▶ _Work item_
Go through the listing and return every line with "impl" in it.

==================================================

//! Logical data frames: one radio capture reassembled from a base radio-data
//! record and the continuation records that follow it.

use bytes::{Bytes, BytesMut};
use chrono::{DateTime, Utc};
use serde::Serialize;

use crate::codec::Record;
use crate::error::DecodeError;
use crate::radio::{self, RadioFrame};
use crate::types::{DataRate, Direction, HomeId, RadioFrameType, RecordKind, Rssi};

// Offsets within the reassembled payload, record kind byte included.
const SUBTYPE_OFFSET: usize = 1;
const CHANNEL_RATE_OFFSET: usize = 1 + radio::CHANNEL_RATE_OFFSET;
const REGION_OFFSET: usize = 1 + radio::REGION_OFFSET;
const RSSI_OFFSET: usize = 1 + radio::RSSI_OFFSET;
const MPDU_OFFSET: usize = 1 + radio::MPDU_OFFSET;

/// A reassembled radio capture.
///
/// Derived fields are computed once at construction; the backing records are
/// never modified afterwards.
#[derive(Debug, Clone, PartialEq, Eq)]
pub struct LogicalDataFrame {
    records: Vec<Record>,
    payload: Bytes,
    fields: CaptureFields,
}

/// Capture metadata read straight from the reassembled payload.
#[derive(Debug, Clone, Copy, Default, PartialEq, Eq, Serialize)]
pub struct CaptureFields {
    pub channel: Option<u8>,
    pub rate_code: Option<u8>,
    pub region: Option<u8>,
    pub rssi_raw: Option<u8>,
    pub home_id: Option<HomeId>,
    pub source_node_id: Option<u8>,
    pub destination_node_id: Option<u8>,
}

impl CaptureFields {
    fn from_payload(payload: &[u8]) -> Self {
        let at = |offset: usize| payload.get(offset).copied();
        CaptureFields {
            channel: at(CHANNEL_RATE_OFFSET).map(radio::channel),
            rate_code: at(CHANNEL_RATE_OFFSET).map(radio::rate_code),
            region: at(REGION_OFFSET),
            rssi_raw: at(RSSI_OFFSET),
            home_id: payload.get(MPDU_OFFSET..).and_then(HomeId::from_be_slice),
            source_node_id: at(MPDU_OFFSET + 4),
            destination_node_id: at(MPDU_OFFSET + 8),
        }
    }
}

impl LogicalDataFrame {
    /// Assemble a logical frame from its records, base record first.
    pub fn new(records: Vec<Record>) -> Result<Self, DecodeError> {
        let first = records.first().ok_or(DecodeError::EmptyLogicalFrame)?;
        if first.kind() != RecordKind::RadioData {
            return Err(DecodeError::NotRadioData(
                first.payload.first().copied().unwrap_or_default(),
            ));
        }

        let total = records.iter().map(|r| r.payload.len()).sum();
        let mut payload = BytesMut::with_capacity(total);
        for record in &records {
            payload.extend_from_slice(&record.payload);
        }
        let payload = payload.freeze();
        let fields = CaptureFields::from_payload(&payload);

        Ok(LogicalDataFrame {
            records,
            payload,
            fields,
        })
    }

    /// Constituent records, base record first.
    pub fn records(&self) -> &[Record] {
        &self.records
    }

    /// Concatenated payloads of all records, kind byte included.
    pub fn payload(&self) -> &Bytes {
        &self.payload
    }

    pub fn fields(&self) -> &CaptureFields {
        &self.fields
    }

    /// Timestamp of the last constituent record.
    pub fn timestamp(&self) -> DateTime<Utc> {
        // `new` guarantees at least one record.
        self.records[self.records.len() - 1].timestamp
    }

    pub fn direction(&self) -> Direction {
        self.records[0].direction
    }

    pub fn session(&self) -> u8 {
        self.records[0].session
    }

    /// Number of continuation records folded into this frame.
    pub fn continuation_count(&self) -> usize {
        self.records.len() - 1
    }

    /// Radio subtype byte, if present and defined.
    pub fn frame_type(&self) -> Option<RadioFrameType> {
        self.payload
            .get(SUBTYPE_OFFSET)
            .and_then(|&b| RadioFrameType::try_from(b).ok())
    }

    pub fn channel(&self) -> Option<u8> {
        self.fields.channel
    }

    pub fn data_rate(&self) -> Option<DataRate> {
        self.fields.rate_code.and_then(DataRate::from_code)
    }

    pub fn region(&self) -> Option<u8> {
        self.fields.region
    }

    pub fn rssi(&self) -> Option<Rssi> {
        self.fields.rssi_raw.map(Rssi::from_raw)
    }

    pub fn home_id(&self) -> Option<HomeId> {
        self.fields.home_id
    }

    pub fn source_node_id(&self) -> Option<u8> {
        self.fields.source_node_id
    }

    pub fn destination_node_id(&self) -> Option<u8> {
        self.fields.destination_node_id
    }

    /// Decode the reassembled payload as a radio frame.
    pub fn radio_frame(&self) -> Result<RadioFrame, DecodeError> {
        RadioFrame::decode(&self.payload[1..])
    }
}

==================================================

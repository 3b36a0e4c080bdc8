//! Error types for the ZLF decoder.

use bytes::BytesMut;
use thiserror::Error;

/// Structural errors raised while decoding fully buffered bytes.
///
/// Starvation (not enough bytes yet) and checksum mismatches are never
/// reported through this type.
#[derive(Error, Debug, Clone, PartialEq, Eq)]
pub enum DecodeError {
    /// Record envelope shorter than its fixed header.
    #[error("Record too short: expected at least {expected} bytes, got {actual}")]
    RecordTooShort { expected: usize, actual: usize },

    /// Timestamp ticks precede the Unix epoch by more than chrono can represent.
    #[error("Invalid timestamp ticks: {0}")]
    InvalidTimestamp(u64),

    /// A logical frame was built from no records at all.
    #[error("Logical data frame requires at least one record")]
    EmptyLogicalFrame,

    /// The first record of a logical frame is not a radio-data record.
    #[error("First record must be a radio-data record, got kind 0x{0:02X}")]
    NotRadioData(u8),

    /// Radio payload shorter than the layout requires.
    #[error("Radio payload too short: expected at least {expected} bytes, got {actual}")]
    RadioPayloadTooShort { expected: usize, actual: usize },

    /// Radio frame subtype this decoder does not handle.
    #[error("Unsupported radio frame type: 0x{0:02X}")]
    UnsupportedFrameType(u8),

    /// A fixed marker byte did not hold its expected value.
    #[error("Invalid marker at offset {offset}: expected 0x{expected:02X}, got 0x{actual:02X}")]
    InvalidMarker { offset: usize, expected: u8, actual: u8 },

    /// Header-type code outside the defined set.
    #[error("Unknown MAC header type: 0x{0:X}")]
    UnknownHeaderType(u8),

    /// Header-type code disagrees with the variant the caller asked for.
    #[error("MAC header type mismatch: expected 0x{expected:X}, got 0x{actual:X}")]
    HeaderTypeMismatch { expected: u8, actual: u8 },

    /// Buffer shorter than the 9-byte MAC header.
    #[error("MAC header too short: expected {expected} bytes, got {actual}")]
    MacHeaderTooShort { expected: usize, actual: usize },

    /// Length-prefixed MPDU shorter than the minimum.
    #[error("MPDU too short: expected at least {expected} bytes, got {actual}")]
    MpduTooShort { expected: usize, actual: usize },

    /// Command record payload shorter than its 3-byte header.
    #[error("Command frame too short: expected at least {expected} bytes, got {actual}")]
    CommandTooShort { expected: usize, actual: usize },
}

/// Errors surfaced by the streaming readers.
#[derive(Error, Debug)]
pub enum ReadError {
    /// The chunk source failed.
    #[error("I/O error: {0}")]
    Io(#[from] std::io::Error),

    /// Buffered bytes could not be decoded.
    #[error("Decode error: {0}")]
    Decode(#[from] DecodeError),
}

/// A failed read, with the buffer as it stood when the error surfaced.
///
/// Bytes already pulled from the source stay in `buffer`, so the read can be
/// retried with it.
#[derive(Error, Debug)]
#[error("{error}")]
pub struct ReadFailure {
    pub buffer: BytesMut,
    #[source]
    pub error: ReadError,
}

==================================================

▶ _Task output_
impl CaptureFields {
impl LogicalDataFrame {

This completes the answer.